Godinho Delgado disse que acompanhou o processo todo. “Há cinco anos que acompanho essa tramitação e a minha ponderação é de que realmente não me parece o melhor caminho fazer uma generalização numa situação de descontrole completo da terceirização. Tudo poderá ser terceirizado por este projeto, até o trabalho doméstico poderá ser terceirizado. Acredito que o projeto não tem a dimensão da relevância do trabalho humano numa sociedade democrática. O projeto vê o trabalho humano como um custo”, finalizou o ministro.
Situação das empresas
As empresas de prestação de serviços, normalmente conhecidas como empresas terceirizadas de órgãos e empresas públicas, somam 22 posições das 100 empresas que possuem mais processos julgados nos tribunais trabalhistas brasileiros, ainda sem quitação.
Entre as 20 primeiras empresas do ranking, seis são ligadas a segmentos da atividade agrícola (agroindústria e agropecuária); outras cinco pertencem ao setor de terceirização de mão de obra, vigilância, conservação e limpeza; quatro atuam na área de transportes (duas aéreas, Vasp e Sata, e duas rodoviárias, Viplan e Wadel); e duas são bancos públicos (Banco do Brasil e Caixa Econômica Federal/CEF).
Apenas as cinco empresas de terceirização de mão de obra, vigilância e serviços gerais listadas entre as 20 mais, somam 9.297 processos.
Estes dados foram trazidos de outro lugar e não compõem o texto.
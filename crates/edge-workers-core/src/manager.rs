//! Worker lifecycle and request dispatch.

use std::collections::BTreeSet;
use std::sync::Arc;
use std::sync::atomic::{AtomicBool, Ordering};
use std::time::Duration;

use tokio::runtime::Handle;
use tokio::sync::Mutex;
use tracing::{debug, error, info, instrument, warn};

use edge_workers_common::{RuntimeConfig, SandboxConfig, StoreError, WorkerError};

use crate::inflight::InflightTracker;
use crate::instance::{GuestBody, GuestResponse, RetireHook, RunningInstance};
use crate::logs::LogChannel;
use crate::registry::InstanceRegistry;
use crate::request::InboundRequest;
use crate::routing::{RouteEntry, RouteMatch, RouteResolver};
use crate::sandbox::HostLinker;
use crate::store::{DefinitionStore, RunningSetStore};

/// A request that reached a worker.
#[derive(Debug)]
pub struct Dispatched {
    /// Worker that served it.
    pub worker_id: String,
    /// Route it matched.
    pub route: String,
    /// The guest's response.
    pub response: GuestResponse,
}

/// Owns every running instance and routes requests to them.
///
/// Lifecycle operations (`start`, `stop`, `restart_all`, `autostart`) keep
/// the persisted running set in step with the registry. `shutdown_all`
/// deliberately does not, so the set survives a restart of the process.
pub struct WorkerManager {
    book: Arc<Bookkeeping>,
    definitions: Arc<dyn DefinitionStore>,
    linker: Arc<dyn HostLinker>,
    logs: LogChannel,
    sandbox: SandboxConfig,
    resolver: RouteResolver,
    accepting: AtomicBool,
    inflight: Arc<InflightTracker>,
}

/// State shared with the retire hooks of running instances.
struct Bookkeeping {
    registry: InstanceRegistry,
    running_set: Arc<dyn RunningSetStore>,
    logs: LogChannel,
    persist_lock: Mutex<()>,
}

impl Bookkeeping {
    /// Take a poisoned instance out of service. Returns `false` if it was
    /// already stopped or replaced.
    fn retire(&self, instance: &RunningInstance) -> bool {
        if !self.registry.retire(instance) {
            return false;
        }
        instance.terminate();
        error!(worker_id = %instance.worker_id(), "Worker retired after its sandbox became unusable");
        self.logs.error(
            instance.worker_id(),
            format!(
                "Worker \"{}\" stopped: sandbox exceeded its limits",
                instance.name()
            ),
        );
        true
    }

    async fn persist(&self) {
        let _lock = self.persist_lock.lock().await;
        let ids = self.registry.snapshot();
        if let Err(e) = self.running_set.save_running_ids(&ids).await {
            warn!(error = %e, "Failed to persist running set");
        }
    }
}

impl WorkerManager {
    /// Create a manager.
    ///
    /// # Arguments
    ///
    /// * `config` - Sandbox budgets, log capacity and reserved route prefixes
    /// * `definitions` - Where worker definitions and sources are read from
    /// * `running_set` - Where the set of running ids is persisted
    /// * `linker` - Host capabilities installed into every sandbox
    pub fn new(
        config: &RuntimeConfig,
        definitions: Arc<dyn DefinitionStore>,
        running_set: Arc<dyn RunningSetStore>,
        linker: Arc<dyn HostLinker>,
    ) -> Self {
        let logs = LogChannel::new(config.logging.max_entries_per_worker);
        Self {
            book: Arc::new(Bookkeeping {
                registry: InstanceRegistry::default(),
                running_set,
                logs: logs.clone(),
                persist_lock: Mutex::new(()),
            }),
            definitions,
            linker,
            logs,
            sandbox: config.sandbox.clone(),
            resolver: RouteResolver::new(&config.routing.reserved_prefixes),
            accepting: AtomicBool::new(true),
            inflight: Arc::new(InflightTracker::default()),
        }
    }

    /// Per-worker log channel.
    pub fn logs(&self) -> &LogChannel {
        &self.logs
    }

    /// Definition store.
    pub fn definitions(&self) -> &Arc<dyn DefinitionStore> {
        &self.definitions
    }

    // ========================================================================
    // Lifecycle
    // ========================================================================

    /// Start `worker_id`.
    ///
    /// # Errors
    ///
    /// - [`WorkerError::NotFound`] if no definition exists
    /// - [`WorkerError::AlreadyRunning`] if it is running or being started/stopped
    /// - [`WorkerError::CompileError`] / [`WorkerError::NoHandler`] if the script is unusable
    /// - [`WorkerError::ShuttingDown`] once shutdown has begun
    #[instrument(skip(self))]
    pub async fn start(&self, worker_id: &str) -> Result<Arc<RunningInstance>, WorkerError> {
        if !self.is_accepting() {
            return Err(WorkerError::ShuttingDown);
        }
        let reservation = self.book.registry.reserve(worker_id)?;

        let definition = match self.definitions.get_definition(worker_id).await {
            Ok(definition) => definition,
            Err(StoreError::NotFound { .. }) => return Err(WorkerError::not_found(worker_id)),
            Err(e) => return Err(e.into()),
        };

        let instance = match RunningInstance::spawn(
            &definition,
            &self.sandbox,
            Arc::clone(&self.linker),
            self.logs.clone(),
            self.retire_hook(),
        )
        .await
        {
            Ok(instance) => instance,
            Err(e) => {
                warn!(worker_id, error = %e, "Worker failed to start");
                self.logs.error(worker_id, format!("Failed to start: {e}"));
                return Err(e);
            }
        };

        reservation.commit(Arc::clone(&instance));
        info!(worker_id, route = %instance.route(), handler = ?instance.handler(), "Worker started");
        self.logs
            .info(worker_id, format!("Worker \"{}\" started", instance.name()));
        self.persist_running_set().await;
        Ok(instance)
    }

    /// Stop `worker_id`, terminating its sandbox.
    ///
    /// # Errors
    ///
    /// Returns [`WorkerError::NotRunning`] if it has no running instance.
    #[instrument(skip(self))]
    pub async fn stop(&self, worker_id: &str) -> Result<(), WorkerError> {
        let instance = self.book.registry.begin_stop(worker_id)?;
        instance.terminate();
        self.book.registry.finish_stop(worker_id);

        info!(worker_id, "Worker stopped");
        self.logs
            .info(worker_id, format!("Worker \"{}\" stopped", instance.name()));
        self.persist_running_set().await;
        Ok(())
    }

    /// Stop and start every running worker, picking up new sources.
    ///
    /// Returns how many workers were running when the restart began; a
    /// worker whose new source fails to start counts but stays stopped, and
    /// the failure is logged for it.
    pub async fn restart_all(&self) -> usize {
        let ids = self.book.registry.snapshot();
        let mut failed = 0;
        for worker_id in &ids {
            if let Err(e) = self.stop(worker_id).await {
                warn!(worker_id = %worker_id, error = %e, "Restart: stop failed");
                self.logs.error(worker_id, format!("Failed to stop: {e}"));
            }
            if let Err(e) = self.start(worker_id).await {
                failed += 1;
                warn!(worker_id = %worker_id, error = %e, "Restart: start failed");
            }
        }
        info!(total = ids.len(), failed, "Workers restarted");
        ids.len()
    }

    /// Terminate every instance without touching the persisted running set.
    pub fn shutdown_all(&self) -> usize {
        let drained = self.book.registry.drain();
        for instance in &drained {
            instance.terminate();
            self.logs.info(
                instance.worker_id(),
                format!("Worker \"{}\" stopped", instance.name()),
            );
        }
        info!(count = drained.len(), "All workers shut down");
        drained.len()
    }

    /// Start every worker recorded in the running set.
    ///
    /// # Errors
    ///
    /// Fails only if the running set cannot be read; individual start
    /// failures are logged and skipped.
    pub async fn autostart(&self) -> Result<usize, WorkerError> {
        let ids = self.book.running_set.load_running_ids().await?;
        let mut started = 0;
        for worker_id in &ids {
            match self.start(worker_id).await {
                Ok(_) => started += 1,
                Err(e) => warn!(worker_id = %worker_id, error = %e, "Autostart failed"),
            }
        }
        if started < ids.len() {
            // Drop ids that no longer start from the record.
            self.persist_running_set().await;
        }
        info!(started, recorded = ids.len(), "Autostart complete");
        Ok(started)
    }

    /// Whether `worker_id` has a running instance.
    pub fn is_running(&self, worker_id: &str) -> bool {
        self.book.registry.is_running(worker_id)
    }

    /// Ids of running workers.
    pub fn snapshot(&self) -> BTreeSet<String> {
        self.book.registry.snapshot()
    }

    /// Running instance for `worker_id`.
    pub fn instance(&self, worker_id: &str) -> Option<Arc<RunningInstance>> {
        self.book.registry.get(worker_id)
    }

    // ========================================================================
    // Dispatch
    // ========================================================================

    /// Route `request` to a running worker and run its handler.
    ///
    /// # Errors
    ///
    /// - [`WorkerError::NotAWorkerRoute`] if the path belongs to nobody
    /// - [`WorkerError::WorkerNotRunning`] if the matching worker is stopped
    /// - [`WorkerError::UnknownRoute`] if the path only resembles a route
    /// - [`WorkerError::ShuttingDown`] once shutdown has begun
    /// - any handler error from [`RunningInstance::handle`]
    #[instrument(skip(self, request), fields(method = %request.method, path = %request.path))]
    pub async fn dispatch(&self, request: InboundRequest) -> Result<Dispatched, WorkerError> {
        if !self.is_accepting() {
            return Err(WorkerError::ShuttingDown);
        }

        let definitions = self.definitions.list_definitions().await?;
        let outcome = {
            let entries: Vec<RouteEntry<'_>> = definitions
                .iter()
                .map(|definition| RouteEntry {
                    route: definition.normalized_route(),
                    worker_id: &definition.id,
                    running: self.book.registry.is_running(&definition.id),
                })
                .collect();
            self.resolver.resolve(&request.path, &entries)
        };

        let (worker_id, route, forwarded_path) = match outcome {
            RouteMatch::Dispatch {
                worker_id,
                route,
                forwarded_path,
            } => (worker_id, route, forwarded_path),
            RouteMatch::NotRunning { route } => return Err(WorkerError::WorkerNotRunning { route }),
            RouteMatch::Unknown => return Err(WorkerError::UnknownRoute { path: request.path }),
            RouteMatch::NotAWorkerRoute => {
                return Err(WorkerError::NotAWorkerRoute { path: request.path });
            }
        };

        // Stopped between resolving and here.
        let Some(instance) = self.book.registry.get(&worker_id) else {
            return Err(WorkerError::WorkerNotRunning { route });
        };

        let guard = self.inflight.enter();
        let guest_request = request.rewrite(&forwarded_path);
        let method = guest_request.method.clone();
        let url = guest_request.url.clone();
        debug!(worker_id = %worker_id, url = %url, "Dispatching");
        self.logs
            .info(&worker_id, format!("Request: {method} {url}"));

        match instance.handle(guest_request).await {
            Ok(mut response) => {
                self.logs.info(
                    &worker_id,
                    format!("Request {method} {url} completed [{}]", response.status),
                );
                if let GuestBody::Stream(stream) = &mut response.body {
                    stream.attach(guard);
                }
                Ok(Dispatched {
                    worker_id,
                    route,
                    response,
                })
            }
            Err(e) => {
                self.logs
                    .error(&worker_id, format!("Request {method} {url} failed: {e}"));
                if instance.is_poisoned() {
                    // The retire hook already took it out of the registry.
                    self.persist_running_set().await;
                }
                match e {
                    WorkerError::SandboxUnavailable { .. } => {
                        Err(WorkerError::WorkerNotRunning { route })
                    }
                    other => Err(other),
                }
            }
        }
    }

    // ========================================================================
    // Shutdown
    // ========================================================================

    /// Refuse new dispatches and starts from now on.
    pub fn begin_shutdown(&self) {
        if self.accepting.swap(false, Ordering::AcqRel) {
            info!(inflight = self.inflight.count(), "Shutdown started");
        }
    }

    /// Whether new requests are accepted.
    pub fn is_accepting(&self) -> bool {
        self.accepting.load(Ordering::Acquire)
    }

    /// Requests (including open response streams) still being served.
    pub fn inflight(&self) -> usize {
        self.inflight.count()
    }

    /// Wait up to `grace` for in-flight requests to finish.
    /// Returns `false` if some were still running when the grace period ended.
    pub async fn drain(&self, grace: Duration) -> bool {
        let drained = self.inflight.wait_idle(grace).await;
        if !drained {
            warn!(
                inflight = self.inflight.count(),
                "Grace period elapsed with requests in flight"
            );
        }
        drained
    }

    /// Hook given to each instance: a poisoned sandbox leaves the registry
    /// at once, whichever caller noticed it, and the running set follows.
    fn retire_hook(&self) -> RetireHook {
        let book = Arc::downgrade(&self.book);
        Arc::new(move |instance: &RunningInstance| {
            let Some(book) = book.upgrade() else {
                return;
            };
            if !book.retire(instance) {
                return;
            }
            match Handle::try_current() {
                Ok(runtime) => {
                    runtime.spawn(async move { book.persist().await });
                }
                Err(_) => warn!(
                    worker_id = %instance.worker_id(),
                    "No runtime to persist the running set after retiring a worker"
                ),
            }
        })
    }

    async fn persist_running_set(&self) {
        self.book.persist().await;
    }
}

impl std::fmt::Debug for WorkerManager {
    fn fmt(&self, f: &mut std::fmt::Formatter<'_>) -> std::fmt::Result {
        f.debug_struct("WorkerManager")
            .field("running", &self.book.registry.snapshot())
            .field("accepting", &self.is_accepting())
            .finish_non_exhaustive()
    }
}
A Sena Segurança Inteligente Ltda., por exemplo, figurava na lista de 2011 na 9ª posição, em 2012 subiu para 5º e em 2013 está em 2º lugar, atrás apenas da Vasp.
Segundo estudo de 2012 do Sindicato das Empresas de Prestação de Serviços a Terceiros (Sindeprestem), de São Paulo, o setor emprega 10,5 milhões de pessoas. Esse número representa 31% dos 33,9 milhões de trabalhadores com carteira, de acordo com a Pesquisa Nacional por Amostra de Domicílios (PNAD) feita em 2011 pelo Instituto Brasileiro de Geografia e Estatística (IBGE).”